== PROBLEM TO WORK ON ==
From the records, pick out and copy each line containing "OrderCreate".

━━━━━━━━━━

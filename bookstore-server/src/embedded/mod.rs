//! redb-based storage backend (standalone mode and tests)
//!
//! # Tables
//!
//! | Table | Key | Value | Purpose |
//! |-------|-----|-------|---------|
//! | `books` | `book_id` | `Book` | Catalog rows with stock and sale counters |
//! | `orders` | `order_id` | `Order` | Order rows (items stored separately) |
//! | `order_items` | `(order_id, item_id)` | `OrderItem` | Order lines |
//! | `user_orders` | `(user_id, order_id)` | `()` | Per-user index, ordered by id |
//! | `order_numbers` | `order_no` | `order_id` | Unique order number index |
//! | `sequence_counter` | name | `i64` | Id generators |
//!
//! # Locking
//!
//! redb admits a single write transaction at a time, so every transaction
//! handed out by [`EmbeddedStorage::begin`] already excludes every other
//! writer. The predicates of the ledger decrement and the pay-mark are still
//! evaluated inside the transaction. Readers see the last committed snapshot
//! and never block.
//!
//! Only `begin` and `commit` run on the blocking pool. The operations that
//! take a `&mut WriteTransaction` run inline on the calling async worker and
//! can block it on page I/O when the database is file-backed. A `commit`
//! handed to the blocking pool completes even if its caller is dropped.

mod ledger;
mod orders;

use async_trait::async_trait;
use redb::{Database, ReadableTable, TableDefinition, WriteTransaction};
use serde::Serialize;
use serde::de::DeserializeOwned;
use shared::models::{Order, OrderItem};
use std::path::Path;
use std::sync::Arc;

use crate::storage::{StorageResult, Transactional};

/// Books: key = book_id, value = JSON-serialized Book
const BOOKS_TABLE: TableDefinition<i64, &[u8]> = TableDefinition::new("books");

/// Orders: key = order_id, value = JSON-serialized Order without items
const ORDERS_TABLE: TableDefinition<i64, &[u8]> = TableDefinition::new("orders");

/// Order items: key = (order_id, item_id), value = JSON-serialized OrderItem
const ORDER_ITEMS_TABLE: TableDefinition<(i64, i64), &[u8]> = TableDefinition::new("order_items");

/// Per-user order index: key = (user_id, order_id), value = empty
const USER_ORDERS_TABLE: TableDefinition<(i64, i64), ()> = TableDefinition::new("user_orders");

/// Unique order numbers: key = order_no, value = order_id
const ORDER_NUMBERS_TABLE: TableDefinition<&str, i64> = TableDefinition::new("order_numbers");

/// Id generators: key = sequence name, value = last issued id
const SEQUENCE_TABLE: TableDefinition<&str, i64> = TableDefinition::new("sequence_counter");

const ORDER_ID_SEQ: &str = "order_id";
const ORDER_ITEM_ID_SEQ: &str = "order_item_id";

/// Embedded storage backed by redb
#[derive(Clone)]
pub struct EmbeddedStorage {
    db: Arc<Database>,
}

impl EmbeddedStorage {
    /// Open or create the database at the given path
    ///
    /// redb commits with `Durability::Immediate` by default: once `commit()`
    /// returns the data is on disk, and the file is always consistent.
    pub fn open(path: impl AsRef<Path>) -> StorageResult<Self> {
        let db = Database::create(path)?;
        Self::init(db)
    }

    /// Open an in-memory database
    pub fn open_in_memory() -> StorageResult<Self> {
        let db = Database::builder().create_with_backend(redb::backends::InMemoryBackend::new())?;
        Self::init(db)
    }

    fn init(db: Database) -> StorageResult<Self> {
        let write_txn = db.begin_write()?;
        {
            // Create all tables if they don't exist
            let _ = write_txn.open_table(BOOKS_TABLE)?;
            let _ = write_txn.open_table(ORDERS_TABLE)?;
            let _ = write_txn.open_table(ORDER_ITEMS_TABLE)?;
            let _ = write_txn.open_table(USER_ORDERS_TABLE)?;
            let _ = write_txn.open_table(ORDER_NUMBERS_TABLE)?;
            let _ = write_txn.open_table(SEQUENCE_TABLE)?;
        }
        write_txn.commit()?;

        Ok(Self { db: Arc::new(db) })
    }

    /// Run a closure on the blocking pool with a handle to the database
    async fn blocking<T, F>(&self, f: F) -> StorageResult<T>
    where
        T: Send + 'static,
        F: FnOnce(&Database) -> StorageResult<T> + Send + 'static,
    {
        let db = self.db.clone();
        tokio::task::spawn_blocking(move || f(&db)).await?
    }
}

#[async_trait]
impl Transactional for EmbeddedStorage {
    type Tx = WriteTransaction;

    /// Waits for the single writer slot on the blocking pool
    async fn begin(&self) -> StorageResult<WriteTransaction> {
        self.blocking(|db| Ok(db.begin_write()?)).await
    }

    async fn commit(&self, tx: WriteTransaction) -> StorageResult<()> {
        tokio::task::spawn_blocking(move || tx.commit()).await??;
        Ok(())
    }
}

// ========== Helpers ==========

fn encode<T: Serialize>(value: &T) -> StorageResult<Vec<u8>> {
    Ok(serde_json::to_vec(value)?)
}

fn decode<T: DeserializeOwned>(bytes: &[u8]) -> StorageResult<T> {
    Ok(serde_json::from_slice(bytes)?)
}

/// Take the next id from a named sequence
fn next_id(txn: &WriteTransaction, name: &str) -> StorageResult<i64> {
    let mut table = txn.open_table(SEQUENCE_TABLE)?;
    let current = table.get(name)?.map(|guard| guard.value()).unwrap_or(0);
    let next = current + 1;
    table.insert(name, next)?;
    Ok(next)
}

fn read_order(
    table: &impl ReadableTable<i64, &'static [u8]>,
    order_id: i64,
) -> StorageResult<Option<Order>> {
    match table.get(order_id)? {
        Some(guard) => Ok(Some(decode(guard.value())?)),
        None => Ok(None),
    }
}

fn read_items(
    table: &impl ReadableTable<(i64, i64), &'static [u8]>,
    order_id: i64,
) -> StorageResult<Vec<OrderItem>> {
    let mut items = Vec::new();
    for result in table.range((order_id, i64::MIN)..=(order_id, i64::MAX))? {
        let (_, value) = result?;
        items.push(decode(value.value())?);
    }
    Ok(items)
}

#[cfg(test)]
mod tests {
    use super::*;

    #[tokio::test]
    async fn test_file_backed_storage_persists_across_reopen() {
        use crate::storage::{InventoryLedger, OrderStore};
        use shared::models::{BookUpsert, OrderCreate, OrderItemCreate};

        let dir = tempfile::tempdir().unwrap();
        let path = dir.path().join("bookstore.redb");

        let order_id = {
            let storage = EmbeddedStorage::open(&path).unwrap();
            storage
                .upsert_book(BookUpsert {
                    id: 1,
                    title: "Dune".into(),
                    author: "Frank Herbert".into(),
                    price: 1000,
                    stock: 3,
                    sale: 0,
                    status: Default::default(),
                })
                .await
                .unwrap();
            let order = storage
                .create_with_items(OrderCreate {
                    user_id: 9,
                    order_no: "ORD1".into(),
                    total_amount: 1000,
                    created_at: 1,
                    items: vec![OrderItemCreate {
                        book_id: 1,
                        quantity: 1,
                        price: 1000,
                        subtotal: 1000,
                    }],
                })
                .await
                .unwrap();
            order.id
        };

        let storage = EmbeddedStorage::open(&path).unwrap();
        let order = storage.get_order_by_id(order_id).await.unwrap().unwrap();
        assert_eq!(order.items.len(), 1);
        assert_eq!(storage.get_for_admin(1).await.unwrap().unwrap().stock, 3);
    }

    #[tokio::test]
    async fn test_uncommitted_transaction_rolls_back() {
        use crate::storage::InventoryLedger;
        use shared::models::BookUpsert;

        let storage = EmbeddedStorage::open_in_memory().unwrap();
        storage
            .upsert_book(BookUpsert {
                id: 1,
                title: "Emma".into(),
                author: "Jane Austen".into(),
                price: 500,
                stock: 4,
                sale: 0,
                status: Default::default(),
            })
            .await
            .unwrap();

        let mut tx = storage.begin().await.unwrap();
        assert!(
            storage
                .decrease_stock_and_record_sale(&mut tx, 1, 4)
                .await
                .unwrap()
        );
        drop(tx);

        let book = storage.get_for_admin(1).await.unwrap().unwrap();
        assert_eq!(book.stock, 4);
        assert_eq!(book.sale, 0);
    }

    #[tokio::test]
    async fn test_commit_finishes_after_caller_is_dropped() {
        use crate::storage::InventoryLedger;
        use shared::models::BookUpsert;
        use std::time::Duration;

        let storage = EmbeddedStorage::open_in_memory().unwrap();
        storage
            .upsert_book(BookUpsert {
                id: 1,
                title: "Emma".into(),
                author: "Jane Austen".into(),
                price: 500,
                stock: 4,
                sale: 0,
                status: Default::default(),
            })
            .await
            .unwrap();

        let mut tx = storage.begin().await.unwrap();
        assert!(
            storage
                .decrease_stock_and_record_sale(&mut tx, 1, 4)
                .await
                .unwrap()
        );

        // The first poll hands the commit to the blocking pool, then the deadline drops it
        let _ = tokio::time::timeout(Duration::ZERO, storage.commit(tx)).await;

        let mut stock = None;
        for _ in 0..100 {
            stock = Some(storage.get_for_admin(1).await.unwrap().unwrap().stock);
            if stock == Some(0) {
                break;
            }
            tokio::time::sleep(Duration::from_millis(10)).await;
        }
        assert_eq!(stock, Some(0));
    }
}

━━━━━━━━━━

== SOLUTION TO THE EXERCISE ==
        use shared::models::{BookUpsert, OrderCreate, OrderItemCreate};
                .create_with_items(OrderCreate {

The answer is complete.